* Exercise description: Each line of the listing is to be copied exactly.

* Information provided:
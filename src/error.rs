//! Error types for media-dl
//!
//! A single crate-wide [`Error`] enum covers every failure the download engine can
//! observe. Errors never cross the public task API: the task translates them into
//! status transitions and [`TaskEvent`](crate::types::TaskEvent)s, and logs the detail.

use std::path::PathBuf;
use thiserror::Error;

/// Result type alias for media-dl operations
pub type Result<T> = std::result::Result<T, Error>;

/// Main error type for media-dl
#[derive(Debug, Error)]
pub enum Error {
    /// Configuration error with context about which setting is invalid
    #[error("configuration error: {message}")]
    Config {
        /// Human-readable error message describing the configuration issue
        message: String,
        /// The configuration key that caused the error (e.g., "download_dir")
        key: Option<String>,
    },

    /// I/O error
    #[error("I/O error: {0}")]
    Io(#[from] std::io::Error),

    /// Network error
    #[error("network error: {0}")]
    Network(#[from] reqwest::Error),

    /// Serialization error
    #[error("serialization error: {0}")]
    Serialization(#[from] serde_json::Error),

    /// Image decode/encode error (page interceptors)
    #[error("image error: {0}")]
    Image(#[from] image::ImageError),

    /// HLS playlist could not be fetched, parsed, or resolved
    #[error("playlist error: {0}")]
    Playlist(String),

    /// Source module failed (page list, stream resolution, interceptor)
    #[error("source error: {0}")]
    Source(String),

    /// A working directory disappeared while the download was using it
    #[error("directory missing: {}", path.display())]
    DirectoryMissing {
        /// The directory that was expected to exist
        path: PathBuf,
    },

    /// Item not found
    #[error("not found: {0}")]
    NotFound(String),

    /// The operation was cancelled cooperatively
    #[error("operation cancelled")]
    Cancelled,

    /// External tool execution failed (ffmpeg)
    #[error("external tool error: {0}")]
    ExternalTool(String),

    /// Operation not supported (missing binary, not implemented, etc.)
    #[error("not supported: {0}")]
    NotSupported(String),

    /// Other error
    #[error("{0}")]
    Other(String),
}

impl Error {
    /// Shorthand for a [`Error::DirectoryMissing`] error
    pub fn directory_missing(path: impl Into<PathBuf>) -> Self {
        Error::DirectoryMissing { path: path.into() }
    }
}

// unwrap/expect are acceptable in tests for concise failure-on-error assertions
#[allow(clippy::unwrap_used, clippy::expect_used)]
#[cfg(test)]
mod tests {
    use super::*;

    #[test]
    fn directory_missing_display_includes_path() {
        let err = Error::directory_missing("/downloads/src/series/.tmp_ch1");
        assert_eq!(
            err.to_string(),
            "directory missing: /downloads/src/series/.tmp_ch1"
        );
    }

    #[test]
    fn config_error_display_uses_message() {
        let err = Error::Config {
            message: "batch_size must be positive".to_string(),
            key: Some("batch_size".to_string()),
        };
        assert_eq!(
            err.to_string(),
            "configuration error: batch_size must be positive"
        );
    }

    #[test]
    fn io_error_converts_via_from() {
        let io = std::io::Error::new(std::io::ErrorKind::NotFound, "gone");
        let err: Error = io.into();
        assert!(matches!(err, Error::Io(_)));
        assert!(err.to_string().contains("gone"));
    }

    #[test]
    fn serde_error_converts_via_from() {
        let parse = serde_json::from_str::<serde_json::Value>("{not json").unwrap_err();
        let err: Error = parse.into();
        assert!(matches!(err, Error::Serialization(_)));
    }

    #[test]
    fn cancelled_has_stable_message() {
        assert_eq!(Error::Cancelled.to_string(), "operation cancelled");
    }
}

* Task result:
filename src/error.rs
//! Error types for media-dl
//!
//! A single crate-wide [`Error`] enum covers every failure the download engine can
//! observe. Errors never cross the public task API: the task translates them into
//! status transitions and [`TaskEvent`](crate::types::TaskEvent)s, and logs the detail.

use std::path::PathBuf;
use thiserror::Error;

/// Result type alias for media-dl operations
pub type Result<T> = std::result::Result<T, Error>;

/// Main error type for media-dl
#[derive(Debug, Error)]
pub enum Error {
    /// Configuration error with context about which setting is invalid
    #[error("configuration error: {message}")]
    Config {
        /// Human-readable error message describing the configuration issue
        message: String,
        /// The configuration key that caused the error (e.g., "download_dir")
        key: Option<String>,
    },

    /// I/O error
    #[error("I/O error: {0}")]
    Io(#[from] std::io::Error),

    /// Network error
    #[error("network error: {0}")]
    Network(#[from] reqwest::Error),

    /// Serialization error
    #[error("serialization error: {0}")]
    Serialization(#[from] serde_json::Error),

    /// Image decode/encode error (page interceptors)
    #[error("image error: {0}")]
    Image(#[from] image::ImageError),

    /// HLS playlist could not be fetched, parsed, or resolved
    #[error("playlist error: {0}")]
    Playlist(String),

    /// Source module failed (page list, stream resolution, interceptor)
    #[error("source error: {0}")]
    Source(String),

    /// A working directory disappeared while the download was using it
    #[error("directory missing: {}", path.display())]
    DirectoryMissing {
        /// The directory that was expected to exist
        path: PathBuf,
    },

    /// Item not found
    #[error("not found: {0}")]
    NotFound(String),

    /// The operation was cancelled cooperatively
    #[error("operation cancelled")]
    Cancelled,

    /// External tool execution failed (ffmpeg)
    #[error("external tool error: {0}")]
    ExternalTool(String),

    /// Operation not supported (missing binary, not implemented, etc.)
    #[error("not supported: {0}")]
    NotSupported(String),

    /// Other error
    #[error("{0}")]
    Other(String),
}

impl Error {
    /// Shorthand for a [`Error::DirectoryMissing`] error
    pub fn directory_missing(path: impl Into<PathBuf>) -> Self {
        Error::DirectoryMissing { path: path.into() }
    }
}

// unwrap/expect are acceptable in tests for concise failure-on-error assertions
#[allow(clippy::unwrap_used, clippy::expect_used)]
#[cfg(test)]
mod tests {
    use super::*;

    #[test]
    fn directory_missing_display_includes_path() {
        let err = Error::directory_missing("/downloads/src/series/.tmp_ch1");
        assert_eq!(
            err.to_string(),
            "directory missing: /downloads/src/series/.tmp_ch1"
        );
    }

    #[test]
    fn config_error_display_uses_message() {
        let err = Error::Config {
            message: "batch_size must be positive".to_string(),
            key: Some("batch_size".to_string()),
        };
        assert_eq!(
            err.to_string(),
            "configuration error: batch_size must be positive"
        );
    }

    #[test]
    fn io_error_converts_via_from() {
        let io = std::io::Error::new(std::io::ErrorKind::NotFound, "gone");
        let err: Error = io.into();
        assert!(matches!(err, Error::Io(_)));
        assert!(err.to_string().contains("gone"));
    }

    #[test]
    fn serde_error_converts_via_from() {
        let parse = serde_json::from_str::<serde_json::Value>("{not json").unwrap_err();
        let err: Error = parse.into();
        assert!(matches!(err, Error::Serialization(_)));
    }

    #[test]
    fn cancelled_has_stable_message() {
        assert_eq!(Error::Cancelled.to_string(), "operation cancelled");
    }
}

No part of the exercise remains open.